Source data START
//! `paysheet`: generate per-employee piece-rate wage ledgers from a source
//! workbook.

use std::path::PathBuf;

use anyhow::{Context, Result};
use clap::Parser;
use log::info;
use paysheet_report::{
    build_report, output_filename, LedgerStyle, ReportConfig, TargetMonth,
};

#[derive(Parser)]
#[command(
    name = "paysheet",
    about = "Generate one formatted wage ledger sheet per employee for a target month."
)]
struct Args {
    /// Source workbook (.xlsx/.xlsm) holding the employee roster, production
    /// records, price list and subsistence table.
    #[arg(long, value_name = "PATH")]
    input: PathBuf,

    /// Target month, YYYY-MM (dots accepted: 2025.10).
    #[arg(long, value_name = "YYYY-MM")]
    month: String,

    /// Directory the report is written into.
    #[arg(long, value_name = "DIR", default_value = ".")]
    out_dir: PathBuf,

    /// Label used in the output filename: <month>_<label>.xlsx.
    #[arg(long, default_value = "payroll")]
    label: String,

    /// Sheet name of the employee roster.
    #[arg(long, default_value = "Employees")]
    employees_sheet: String,

    /// Sheet name of the production records.
    #[arg(long, default_value = "Production")]
    production_sheet: String,

    /// Sheet name of the price list.
    #[arg(long, default_value = "PriceList")]
    prices_sheet: String,

    /// Sheet name of the subsistence table.
    #[arg(long, default_value = "Subsistence")]
    subsistence_sheet: String,
}

fn main() -> Result<()> {
    env_logger::init();
    let args = Args::parse();

    let month: TargetMonth = args.month.parse()?;
    let config = ReportConfig {
        employees_sheet: args.employees_sheet,
        production_sheet: args.production_sheet,
        prices_sheet: args.prices_sheet,
        subsistence_sheet: args.subsistence_sheet,
        label: args.label,
    };

    let source = paysheet_xlsx::read_from_path(&args.input)
        .with_context(|| format!("read source workbook {}", args.input.display()))?;

    let outcome = build_report(&source, month, &config, &LedgerStyle::default())
        .context("generate report")?;

    for sheet in &outcome.sheets {
        let mut line = format!("{}: {} records", sheet.employee, sheet.record_count);
        if sheet.sheet_name != sheet.employee {
            line.push_str(&format!(" (tab '{}')", sheet.sheet_name));
        }
        if sheet.unresolved_dates > 0 {
            line.push_str(&format!(", {} unresolvable dates", sheet.unresolved_dates));
        }
        println!("{line}");
    }

    let out_path = args.out_dir.join(output_filename(month, &config.label));
    paysheet_xlsx::write_to_file(&out_path, &outcome.workbook)
        .with_context(|| format!("write report {}", out_path.display()))?;

    info!("wrote {} sheets", outcome.sheet_count());
    println!(
        "{} sheets written to {}",
        outcome.sheet_count(),
        out_path.display()
    );
    Ok(())
}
Source data END
What is expected: Every line above that includes the word "PathBuf" must appear in the answer.

Expected answer:
use std::path::PathBuf;
    input: PathBuf,
    out_dir: PathBuf,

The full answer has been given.